If a person lives in a place where adults can get around using public transit, that person will be able to get kids around using public transit. Is it harder to get kids around using public transit than it is to get yourself around? Sure, but that’s a function of having kids, not public transit. It was harder to get my kids around using a car than it was to get myself around, too.
I remember gas costing less than 70c/gallon in the 1970s. It’s an odd thing how, on the two occasions in my life I remember asking someone who was going my way to give me a lift, they granted it, but told me how incensed they were that I should ask. One time was on a train approaching Del Mar, CA when on learning that a fellow UCSD student had her car at the station, I asked her to drive me down to campus as well. I’m pretty sure I didn’t ask right out of the blue; we’d already been talking some. She said it was “bogue” of me to ask. Another time, during HS, I asked a friend I’d known all through school to do it; to be fair my house was about a mile or two beyond his. Likewise, he drove me but made it pretty clear I was not to ask again.
By contrast, people seemed more willing to lend cars.
ETA: And having just looked up “bogue” at Urban Dictionary, I’m insulted! I knew it wasn’t good. But “disgusting”, “alarming”, and “ruinous”?
I can certainly understand how drivers might become incensed at constantly being begged for lifts by non-drivers, but that wasn’t me. I usually had a car or otherwise made my arrangements in advance, and in general have been much oftener a giver of lifts than a beggar for them.
I didn’t get my regular license until I went to college.
Not because I didn’t want to drive. I didn’t bother because I knew hell would freeze over before my mother would let me borrow the gorram car. She seemed to think that I’d run amok and have a drug-fuelled orgy with a biker gang the second I left the house.

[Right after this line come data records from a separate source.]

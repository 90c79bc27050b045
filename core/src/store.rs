//! Persistence traits.
//!
//! Each trait groups the reads and writes of one workflow. Methods that take
//! a compound write (`BankCheckout`, `GatewaySettlement`, `FlagReview`, ...)
//! must apply it atomically: either every row changes or none does.
//!
//! Writes that depend on a row's state are guarded inside the same
//! transaction: a cart must still be ACTIVE, a flag must still be open.
//! A failed guard is [`StoreError::Precondition`](crate::StoreError::Precondition)
//! and changes nothing.
//!
//! Unique constraints are part of the contract. Backends report violations
//! as [`StoreError::UniqueViolation`](crate::StoreError::UniqueViolation)
//! carrying one of the constraint names below, so services can tell an
//! order-id collision from anything else.

use crate::commerce::{
    Cart, CartItem, CartStatus, GatewayNotice, ItemRemoval, Page, Payment, PaymentStatus,
    Registration, RegistrationQuery, RegistrationStatus, VerificationAudit,
};
use crate::error::StoreResult;
use crate::moderation::{
    Flag, FlagQuery, FlagReason, FlagReview, ModerationAction, Notification, Post,
};
use crate::types::{
    CartId, CartItemId, Competition, CompetitionId, FlagId, PaymentId, PostId, RegistrationId,
    RegistrationType, RegistrationTypeId, User, UserId,
};
use async_trait::async_trait;
use chrono::{DateTime, Utc};

/// Unique index on `payments.order_id`.
pub const ORDER_ID_CONSTRAINT: &str = "payments_order_id_key";
/// Unique index on `registrations.registration_number`.
pub const REGISTRATION_NUMBER_CONSTRAINT: &str = "registrations_registration_number_key";
/// Unique index on `(competition_id, display_code)`.
pub const DISPLAY_CODE_CONSTRAINT: &str = "registrations_competition_display_code_key";
/// Unique index on `(reporter_id, post_id, reason)`.
pub const FLAG_IDENTITY_CONSTRAINT: &str = "flags_reporter_post_reason_key";
/// Partial unique index on `carts(user_id) WHERE status = 'ACTIVE'`.
pub const ACTIVE_CART_CONSTRAINT: &str = "carts_one_active_per_user";

/// Sessions and accounts.
#[async_trait]
pub trait UserStore: Send + Sync {
    /// Resolves a bearer token to its user. Unknown or expired sessions
    /// yield `None`.
    async fn user_for_session(&self, token: &str, now: DateTime<Utc>)
    -> StoreResult<Option<User>>;

    /// Looks up a user.
    async fn user(&self, id: UserId) -> StoreResult<Option<User>>;

    /// All moderators and admins.
    async fn staff(&self) -> StoreResult<Vec<User>>;
}

/// Competitions and registration types.
#[async_trait]
pub trait CatalogStore: Send + Sync {
    /// Looks up a competition.
    async fn competition(&self, id: CompetitionId) -> StoreResult<Option<Competition>>;

    /// Looks up a registration type.
    async fn registration_type(
        &self,
        id: RegistrationTypeId,
    ) -> StoreResult<Option<RegistrationType>>;
}

/// Carts and cart items.
#[async_trait]
pub trait CartStore: Send + Sync {
    /// The user's ACTIVE cart with its items (oldest first), regardless of
    /// expiry.
    async fn active_cart(&self, user_id: UserId) -> StoreResult<Option<Cart>>;

    /// Inserts an empty ACTIVE cart. Fails with
    /// [`ACTIVE_CART_CONSTRAINT`] if the user already has one.
    async fn create_cart(&self, cart: &Cart) -> StoreResult<()>;

    /// Appends an item and moves the cart's expiry to `expires_at`. Fails
    /// with a precondition error unless the cart is ACTIVE.
    async fn append_item(&self, item: &CartItem, expires_at: DateTime<Utc>) -> StoreResult<()>;

    /// Owner of the ACTIVE cart holding `item_id`. Items of completed or
    /// expired carts yield `None`.
    async fn cart_item_owner(&self, item_id: CartItemId) -> StoreResult<Option<UserId>>;

    /// Deletes an item from an ACTIVE cart and moves the cart's expiry to
    /// `expires_at`, or deletes the cart when it was the last item.
    async fn remove_item(
        &self,
        item_id: CartItemId,
        now: DateTime<Utc>,
        expires_at: DateTime<Utc>,
    ) -> StoreResult<ItemRemoval>;

    /// Sets a cart's status.
    async fn set_cart_status(
        &self,
        cart_id: CartId,
        status: CartStatus,
        now: DateTime<Utc>,
    ) -> StoreResult<()>;
}

/// Bank-transfer checkout: one payment, its registrations and the cart
/// completion.
#[derive(Clone, Debug)]
pub struct BankCheckout {
    /// PENDING bank-transfer payment
    pub payment: Payment,
    /// PENDING registrations, one per cart item
    pub registrations: Vec<Registration>,
    /// Cart to mark COMPLETED
    pub cart_id: CartId,
    /// Completion time
    pub completed_at: DateTime<Utc>,
}

/// Gateway checkout: the PENDING payment and the cart completion. The
/// registrations follow from the payment's item snapshot once the gateway
/// confirms.
#[derive(Clone, Debug)]
pub struct GatewayCheckout {
    /// PENDING gateway payment
    pub payment: Payment,
    /// Cart to mark COMPLETED
    pub cart_id: CartId,
    /// Completion time
    pub completed_at: DateTime<Utc>,
}

/// A verification decision for one registration of a payment.
#[derive(Clone, Debug)]
pub struct VerificationUpdate {
    /// Payment being verified
    pub payment_id: PaymentId,
    /// New payment status
    pub payment_status: PaymentStatus,
    /// Audit entry appended to the payment metadata
    pub audit: VerificationAudit,
    /// Registration being verified
    pub registration_id: RegistrationId,
    /// New registration status
    pub registration_status: RegistrationStatus,
    /// Display code to store (approval only)
    pub display_code: Option<String>,
    /// Confirmation time (approval only)
    pub confirmed_at: Option<DateTime<Utc>>,
    /// Update time
    pub updated_at: DateTime<Utc>,
}

/// Successful gateway callback.
#[derive(Clone, Debug)]
pub struct GatewaySettlement {
    /// Payment to complete
    pub payment_id: PaymentId,
    /// Callback facts
    pub notice: GatewayNotice,
    /// Audit entry
    pub audit: VerificationAudit,
    /// CONFIRMED registrations, one per item snapshot
    pub registrations: Vec<Registration>,
    /// Settlement time
    pub settled_at: DateTime<Utc>,
}

/// Failed gateway callback.
#[derive(Clone, Debug)]
pub struct GatewayFailure {
    /// Payment to fail
    pub payment_id: PaymentId,
    /// Callback facts
    pub notice: GatewayNotice,
    /// Audit entry
    pub audit: VerificationAudit,
    /// Failure time
    pub failed_at: DateTime<Utc>,
}

/// Payments and registrations.
#[async_trait]
pub trait PaymentStore: Send + Sync {
    /// Commits a bank-transfer checkout atomically. Fails with a
    /// precondition error unless the cart is still ACTIVE.
    async fn record_bank_checkout(&self, checkout: &BankCheckout) -> StoreResult<()>;

    /// Inserts a PENDING gateway payment and completes its cart atomically.
    /// Fails with a precondition error unless the cart is still ACTIVE.
    async fn record_gateway_payment(&self, checkout: &GatewayCheckout) -> StoreResult<()>;

    /// Looks up a payment.
    async fn payment(&self, id: PaymentId) -> StoreResult<Option<Payment>>;

    /// Looks up a payment by order id.
    async fn payment_by_order_id(&self, order_id: &str) -> StoreResult<Option<Payment>>;

    /// Looks up a registration.
    async fn registration(&self, id: RegistrationId) -> StoreResult<Option<Registration>>;

    /// A user's registrations, newest first.
    async fn registrations_for_user(&self, user_id: UserId) -> StoreResult<Vec<Registration>>;

    /// Admin listing, newest first.
    async fn list_registrations(
        &self,
        query: &RegistrationQuery,
    ) -> StoreResult<Page<Registration>>;

    /// Returns `true` if the registration number is taken.
    async fn registration_number_exists(&self, number: &str) -> StoreResult<bool>;

    /// Returns `true` if the display code is taken within the competition.
    async fn display_code_exists(
        &self,
        competition_id: CompetitionId,
        code: &str,
    ) -> StoreResult<bool>;

    /// Applies a verification decision to the payment and registration
    /// atomically. Returns the updated registration.
    async fn apply_verification(&self, update: &VerificationUpdate) -> StoreResult<Registration>;

    /// Completes a PENDING gateway payment and creates its registrations.
    /// Returns `false` without changes if the payment is no longer PENDING.
    async fn settle_gateway_payment(&self, settlement: &GatewaySettlement) -> StoreResult<bool>;

    /// Fails a PENDING gateway payment. Returns `false` without changes if
    /// the payment is no longer PENDING.
    async fn fail_gateway_payment(&self, failure: &GatewayFailure) -> StoreResult<bool>;
}

/// Posts, flags, the moderation log and notifications.
#[async_trait]
pub trait ModerationStore: Send + Sync {
    /// Looks up a post.
    async fn post(&self, id: PostId) -> StoreResult<Option<Post>>;

    /// Looks up a flag.
    async fn flag(&self, id: FlagId) -> StoreResult<Option<Flag>>;

    /// Returns `true` if the reporter already flagged the post for `reason`.
    async fn flag_exists(
        &self,
        reporter_id: UserId,
        post_id: PostId,
        reason: FlagReason,
    ) -> StoreResult<bool>;

    /// Inserts a flag and recomputes the post's open-flag count from live
    /// rows. Returns the updated post.
    async fn record_flag(&self, flag: &Flag) -> StoreResult<Post>;

    /// Applies a review: flag status and review metadata, the recomputed
    /// open-flag count, the optional post action, and the log entry.
    /// Returns the updated post. Fails with a precondition error if the
    /// flag is no longer open.
    async fn record_review(&self, review: &FlagReview) -> StoreResult<Post>;

    /// Flag listing, newest first.
    async fn list_flags(&self, query: &FlagQuery) -> StoreResult<Page<Flag>>;

    /// Log entries for a post, oldest first.
    async fn moderation_log(&self, post_id: PostId) -> StoreResult<Vec<ModerationAction>>;

    /// Queues in-app notifications.
    async fn enqueue_notifications(&self, notifications: &[Notification]) -> StoreResult<()>;
}

/// Everything the platform needs from persistence.
#[async_trait]
pub trait ArenaStore:
    UserStore + CatalogStore + CartStore + PaymentStore + ModerationStore
{
    /// Cheap connectivity check for readiness probes.
    async fn ping(&self) -> StoreResult<()>;
}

Mind you, I’d had the same group of friends since 4th grade (the freaky geeks, all in AP classes with high GPAs).
I found out years later that mom had her own wild teen years, and assumed I’d be the same way. :smack:
My 15 year old is in Drivers Ed and mentioned to his mother that he probably wouldn’t get his license until he could afford a car. I told him that was short thinking and that, if he didn’t buy a car until he was 18 (for example) he would be two years out of practice before he got his license. Also, since we have two cars, he might not be able to rely on having one for regular commuting but he’d still be able to do things like go out to the games shop during the evening without having to coax me to come along. Since he had parents paying the insurance there really wasn’t any downside to being licensed and plenty of upsides. He said he hadn’t thought of that and agreed that he may as well get licensed once he turned 16.
It makes me quite pleased to see that my 17-year-old niece is driving herself to school now and is working on getting her motorcycle license. She’s your typical suburban academically-minded, geeked-out teenaged girl. But she’s also growing up in a way that is familiar to me and her mother. I like thinking that someone who can successfully handle Atlanta rush hour traffic will be able to handle whatever shit life throws at her. I know that’s pollyannish. I know it’s possible to be crippled by anxieties and still be made out of tough stuff. But it still makes me feel like she’s on the road towards independence and living her dreams. Just picturing her on a motorcycle makes me want to clap and cheer.
Seriously? Hving a kid in my family choose a motorcyle would make me cringe and cry. It’s not a matter of their competence, it’s a matter of being so much more vulnerable and exposed to all the other idiots behind the wheel.